A la porte du service des urgences, trois officiers de police lourdement armés filtrent les entrées. « Pas plus de deux personnes dans la salle » répètent-ils machinalement aux nombreux visiteurs qui se bousculent pour voir celui qu’ils ont surnommé le miraculé. Normal puisque Richard Djif revient de loin. « Après m’avoir torturé pendant une dizaine de jours, ils m’ont abandonné ce matin (hier Ndlr) aux environs de 3h dans un marécage derrière la Maetur à Mendong. C’est un monsieur qui faisait le sport qui m’a retrouvé en passant et m’a conduit à la brigade de gendarmerie proche. Là-bas, ils m’ont encore tellement fusillé de questions que j’ai failli perdre connaissance », raconte-t-il avant de vider le contenu du deuxième pot de yaourt que vient de lui apporter un parent. Lequel parent revient sur les circonstances de son transfèrement. « Nous l’avons d’abord conduit á l´hôpital de district de Biyem-Assi où une radiologie a décelé une fracture grave de deux doigts. Puis, jugeant son cas préoccupant, nous avons décidé de le transférer à l’hôpital de la Cnps à Essos ». C’est en discutant avec Djif qu’il va nous confier qu’il n’a rien absorbé depuis le 23 mars dernier, date de son enlèvement. Pas d’eau, pas de nourriture.
Jean Pierre Bekolo
Ce jour-là, se souvient-il, « je revenais d’un lieu de détente où j’ai regardé le match Cameroun-Togo. Alors que je retournais dans ma cité à Bonas (Bonamoussadi, Ndlr), j’ai remarqué qu’une voiture de marque Toyota Avensis de couleur beige me suivait depuis la veille. Pour créer la diversion, j’ai emprunté une moto pour le Carrefour Biyem-Assi. Mais le véhicule était toujours à mes trousses. Au moment où j’ai tenté de le semer, un autre véhicule a surgi de nulle part et m’en a empêché. Trois hommes baraqués en sont sortis et m’ont immobilisé avant de me jeter à l’intérieur ». C’est là que commence le chemin de croix du réalisateur du film « 139 les prédateurs » qui se rend à l’évidence qu’il est devenu, sans le vouloir, acteur principal d’une fiction dont il ne connaît pas encore le metteur en scène. « Ils m’ont bandé les yeux et m’ont emmené dans un endroit qu’il m’est impossible de localiser. On ne m’enlevait le bandage que lorsqu’il fallait m’interroger et me torturer», poursuit-il. Sur quoi portaient donc ces interrogatoires ? Richard Djif déclare que ses ravisseurs voulaient qu’il « crache le morceau ». Qu’il vide son sac et leur dise qui a financé son dernier film, quelles relations il entretient avec la famille du feu Pius Njawé. Pourquoi la trame de ce film ressemble étrangement à celui du dernier film de Jean Pierre Bekolo (…)?

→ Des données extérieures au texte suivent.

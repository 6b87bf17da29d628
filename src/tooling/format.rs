//! Human-readable rendering of cache snapshots for the CLI.

use crate::tree::{DocumentSlot, TreeNode};
use comfy_table::Table;
use owo_colors::OwoColorize;

/// Format a section heading with bold/underline.
pub fn format_section_heading(title: &str) -> String {
    format!("{}", title.bold().underline())
}

/// Indented outline of the loaded tree; collapsed subtrees are not descended.
pub fn format_tree_text(roots: &[TreeNode]) -> String {
    let mut out = String::new();
    for root in roots {
        push_node_line(&mut out, root, 0);
    }
    if out.is_empty() {
        out.push_str("(no nodes loaded)\n");
    }
    out
}

fn push_node_line(out: &mut String, node: &TreeNode, depth: usize) {
    let marker = if node.is_loading {
        format!("{}", "…".yellow())
    } else if !node.record.has_children() {
        " ".to_string()
    } else if node.is_expanded {
        format!("{}", "▾".green())
    } else {
        "▸".to_string()
    };

    out.push_str(&"  ".repeat(depth));
    out.push_str(&format!("{} {}", marker, node.record.name.bold()));
    if let Some(code) = &node.record.code {
        out.push_str(&format!(" {}", format!("[{}]", code).dimmed()));
    }
    out.push_str(&format!(" {}", format!("#{}", node.id()).dimmed()));
    if node.record.allows_leaf_documents {
        out.push_str(&format!(" ({} docs)", node.record.document_count));
    } else if node.record.has_children() && node.children.is_none() {
        out.push_str(&format!(" ({} children, not loaded)", node.record.child_count));
    }
    out.push('\n');

    if node.is_expanded {
        for child in node.children.iter().flatten() {
            push_node_line(out, child, depth + 1);
        }
    }
}

/// Key/value summary of one node
pub fn format_node_text(node: &TreeNode) -> String {
    let record = &node.record;
    let mut out = format!("{}\n\n", format_section_heading(&record.name));
    let parent = record
        .parent_id
        .map(|id| id.to_string())
        .unwrap_or_else(|| "-".to_string());
    let loaded = match &node.children {
        Some(children) => children.len().to_string(),
        None => "not loaded".to_string(),
    };

    let rows = [
        ("Id", record.id.to_string()),
        ("Parent", parent),
        ("Level", record.level.to_string()),
        ("Order", record.order.to_string()),
        ("Code", record.code.clone().unwrap_or_else(|| "-".to_string())),
        ("Children", record.child_count.to_string()),
        ("Loaded children", loaded),
        ("Leaf documents", record.allows_leaf_documents.to_string()),
        ("Documents", record.document_count.to_string()),
        ("Expanded", node.is_expanded.to_string()),
    ];
    for (label, value) in rows {
        out.push_str(&format!("  {:<16} {}\n", label, value));
    }
    if let Some(description) = &record.description {
        out.push_str(&format!("\n  {}\n", description));
    }
    out
}

/// One row per document type slot
pub fn format_documents_table(slots: &[DocumentSlot]) -> String {
    let mut table = Table::new();
    table.load_preset(comfy_table::presets::UTF8_FULL);
    table.set_header(vec!["Type", "Name", "Available", "Document", "Updated"]);
    for slot in slots {
        let type_name = slot
            .document_type_name
            .clone()
            .unwrap_or_else(|| slot.document_type_id.to_string());
        let available = if slot.available { "yes" } else { "no" };
        let document = match (slot.document_id, &slot.document_name) {
            (Some(id), Some(name)) => format!("{} (#{})", name, id),
            (Some(id), None) => format!("#{}", id),
            _ => "-".to_string(),
        };
        let updated = slot
            .updated_at
            .map(|at| at.to_rfc3339())
            .unwrap_or_else(|| "-".to_string());
        table.add_row(vec![
            slot.document_type_id.to_string(),
            type_name,
            available.to_string(),
            document,
            updated,
        ]);
    }
    table.to_string()
}
//! Lazy Expansion Controller
//!
//! Fetches and attaches a node's children the first time it is expanded and
//! reuses them afterwards. Per node: `Collapsed -> Loading -> Expanded`,
//! `Expanded -> Collapsed` keeps the children cached, and a failed fetch returns
//! the node to `Collapsed` with the error surfaced.
//!
//! Collapse and fetch completion are ordinary competing patches: whichever is
//! applied last decides `is_expanded`.

use crate::error::CatalogError;
use crate::source::CatalogSource;
use crate::tree::store::SharedStore;
use crate::tree::NodePatch;
use crate::types::NodeId;
use std::sync::Arc;
use tracing::{debug, info, warn};

/// What an `expand` call did
#[derive(Debug, Clone, Copy, PartialEq, Eq)]
pub enum ExpandOutcome {
    /// Node was already expanded
    AlreadyExpanded,
    /// A fetch for this node is already running
    InFlight,
    /// Server reports no children
    NothingToLoad,
    /// Cached children reused without a fetch
    Cached,
    /// Children fetched and attached
    Loaded(usize),
}

impl ExpandOutcome {
    /// Whether the call hit the source
    pub fn fetched(&self) -> bool {
        matches!(self, ExpandOutcome::Loaded(_))
    }
}

/// Drives on-demand loading of subtrees
pub struct ExpansionController {
    store: SharedStore,
    source: Arc<dyn CatalogSource>,
}

impl ExpansionController {
    pub fn new(store: SharedStore, source: Arc<dyn CatalogSource>) -> Self {
        Self { store, source }
    }

    /// Expand a node, fetching its children on first expansion
    pub async fn expand(&self, id: NodeId) -> Result<ExpandOutcome, CatalogError> {
        {
            // Check and mark under one write lock so two callers cannot both fetch
            let mut store = self.store.write();
            let node = store.get(id).ok_or(CatalogError::NodeNotFound(id))?;
            if node.is_expanded {
                debug!(node_id = id, "Expand ignored: already expanded");
                return Ok(ExpandOutcome::AlreadyExpanded);
            }
            if node.is_loading {
                debug!(node_id = id, "Expand ignored: fetch in flight");
                return Ok(ExpandOutcome::InFlight);
            }
            if !node.has_children() {
                debug!(node_id = id, "Expand ignored: no children");
                return Ok(ExpandOutcome::NothingToLoad);
            }
            if node.has_loaded_children() {
                store.patch(id, NodePatch::new().expanded(true))?;
                debug!(node_id = id, "Expanded from cache");
                return Ok(ExpandOutcome::Cached);
            }
            store.patch(id, NodePatch::new().loading(true))?;
        }

        debug!(node_id = id, "Fetching children");
        let fetched = self.source.children(id).await;

        let mut store = self.store.write();
        let result = fetched.and_then(|records| {
            let count = records.len();
            store
                .patch(
                    id,
                    NodePatch::new()
                        .children(records)
                        .expanded(true)
                        .loading(false),
                )
                .map(|_| count)
        });

        match result {
            Ok(count) => {
                info!(node_id = id, children = count, "Loaded children");
                Ok(ExpandOutcome::Loaded(count))
            }
            Err(error) => {
                warn!(node_id = id, error = %error, "Failed to load children");
                let reset = NodePatch::new().loading(false).expanded(false);
                if let Err(reset_error) = store.patch(id, reset) {
                    debug!(node_id = id, error = %reset_error, "Node left the store during fetch");
                }
                Err(error)
            }
        }
    }

    /// Collapse a node; cached children are kept
    pub fn collapse(&self, id: NodeId) -> Result<(), CatalogError> {
        self.store
            .write()
            .patch(id, NodePatch::new().expanded(false))?;
        debug!(node_id = id, "Collapsed");
        Ok(())
    }

    /// Expand when collapsed, collapse when expanded
    pub async fn toggle(&self, id: NodeId) -> Result<Option<ExpandOutcome>, CatalogError> {
        let expanded = self
            .store
            .read()
            .get(id)
            .map(|node| node.is_expanded)
            .ok_or(CatalogError::NodeNotFound(id))?;
        if expanded {
            self.collapse(id)?;
            Ok(None)
        } else {
            self.expand(id).await.map(Some)
        }
    }

    /// Expand each node of a root-to-node path in order
    ///
    /// Stops at the first failure; nodes expanded before it stay expanded.
    pub async fn expand_path(&self, path: &[NodeId]) -> Result<Vec<ExpandOutcome>, CatalogError> {
        let mut outcomes = Vec::with_capacity(path.len());
        for id in path {
            outcomes.push(self.expand(*id).await?);
        }
        Ok(outcomes)
    }
}
//! Node Store
//!
//! Arena of catalog nodes keyed by id, plus a separate parent -> ordered
//! children index and an ordered root list. `patch` is the addressed mutation
//! primitive; removing a subtree is a sweep over the children index rather than
//! a recursive walk over owned nodes.

use crate::error::CatalogError;
use crate::tree::node::{DocumentSlot, Node, NodePatch, NodeRecord, TreeNode};
use crate::types::{NodeId, Revision};
use std::collections::{BTreeMap, HashMap, HashSet};
use std::sync::Arc;
use tokio::sync::watch;
use tracing::{debug, trace};

/// Store shared between the controllers
///
/// The lock is never held across an `.await`.
pub type SharedStore = Arc<parking_lot::RwLock<NodeStore>>;

/// Per-node state held in the arena. Child order lives in the index.
#[derive(Debug, Clone)]
struct Entry {
    record: NodeRecord,
    is_expanded: bool,
    is_loading: bool,
    document_availability: Option<Vec<DocumentSlot>>,
}

impl Entry {
    fn new(record: NodeRecord) -> Self {
        Self {
            record,
            is_expanded: false,
            is_loading: false,
            document_availability: None,
        }
    }
}

/// Addressed store for the partially loaded catalog tree
pub struct NodeStore {
    entries: HashMap<NodeId, Entry>,
    /// Parent -> ordered child ids; absent key means children not fetched yet
    children: HashMap<NodeId, Vec<NodeId>>,
    roots: Vec<NodeId>,
    revision: Revision,
    notifier: watch::Sender<Revision>,
}

impl Default for NodeStore {
    fn default() -> Self {
        Self::new()
    }
}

« Lorsque je leur donnais une réponse qui ne les arrangeait pas, ils me brutalisaient et menaçaient de me saigner si je continue de m’amuser avec eux », explique-t-il en brandissant pour preuve, son auriculaire à moitié tranché. Ses bourreaux, apprend-on, vont changer de site presque toutes les 24 heures. « Au début ils portaient des cagoules mais au fur et à mesure que le temps passait, ils me parlaient à visages découverts, me promettant la mort à chaque fois ». Les ravisseurs auraient même poussé le bouchon plus loin en lui demandant de leur dessiner un plan de localisation du domicile de chacun des acteurs du film querellé.
Menaces
En rappel, il y a douze jours, le monde du cinéma apprenait avec émoi la disparition de Richard Djif, cinéaste et artiste polyvalent, enlevé dans la nuit du samedi 23 au dimanche 24 mars 2013, à son lieu de résidence au quartier dit Bonamoussadi, à Yaoundé. A l’origine de cet acte ignoble, la sortie et la diffusion de son film intitulé : « 139, les prédateurs » qui met en scène les dérives d’un pouvoir totalitaire vieux de 139 ans, dans un pays imaginaire nommé le Chimpanz. Le jeune réalisateur Djif et les principaux acteurs du film recevaient, depuis quelques semaines, des messages de menaces leur intimant l’ordre d’arrêter immédiatement la diffusion du film. La fin d’un mélodrame ? Le jeune cinéaste n’y croît pas encore parce que « avec le calvaire que j’ai enduré, rien ne me dit qu’ils ne recommenceront pas », craint-il.